__AIM OF THE TASK__. This task calls for copying every line in the data below that contains the word "super".

(Data items)

---

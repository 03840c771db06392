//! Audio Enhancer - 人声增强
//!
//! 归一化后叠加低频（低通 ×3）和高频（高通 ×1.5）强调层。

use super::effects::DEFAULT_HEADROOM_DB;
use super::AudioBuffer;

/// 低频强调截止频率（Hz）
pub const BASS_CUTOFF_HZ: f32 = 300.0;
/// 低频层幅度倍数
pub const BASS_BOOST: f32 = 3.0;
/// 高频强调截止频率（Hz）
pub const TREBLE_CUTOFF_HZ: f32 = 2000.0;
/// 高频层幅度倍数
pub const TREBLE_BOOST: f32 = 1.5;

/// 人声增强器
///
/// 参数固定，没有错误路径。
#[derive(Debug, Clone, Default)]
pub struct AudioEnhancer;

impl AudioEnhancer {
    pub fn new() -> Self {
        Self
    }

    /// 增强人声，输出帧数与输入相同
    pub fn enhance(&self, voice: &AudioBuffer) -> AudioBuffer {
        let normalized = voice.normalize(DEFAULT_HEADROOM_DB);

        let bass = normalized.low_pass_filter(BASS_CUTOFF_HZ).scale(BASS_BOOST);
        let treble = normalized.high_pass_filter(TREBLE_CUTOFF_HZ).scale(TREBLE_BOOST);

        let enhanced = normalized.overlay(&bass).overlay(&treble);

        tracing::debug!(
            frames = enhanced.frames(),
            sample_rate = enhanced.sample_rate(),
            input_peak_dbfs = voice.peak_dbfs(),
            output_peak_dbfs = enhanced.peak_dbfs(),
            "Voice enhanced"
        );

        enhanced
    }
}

---

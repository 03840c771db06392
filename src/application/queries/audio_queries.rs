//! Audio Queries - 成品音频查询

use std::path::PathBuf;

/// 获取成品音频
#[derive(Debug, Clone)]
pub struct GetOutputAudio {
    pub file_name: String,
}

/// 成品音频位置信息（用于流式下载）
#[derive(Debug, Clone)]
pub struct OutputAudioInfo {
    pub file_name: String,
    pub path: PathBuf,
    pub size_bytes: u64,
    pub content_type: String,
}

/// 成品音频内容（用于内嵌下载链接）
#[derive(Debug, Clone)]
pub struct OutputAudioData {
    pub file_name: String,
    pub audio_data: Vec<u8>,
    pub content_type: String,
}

---

__FINISHED TASK__.
use super::effects::DEFAULT_HEADROOM_DB;
use super::AudioBuffer;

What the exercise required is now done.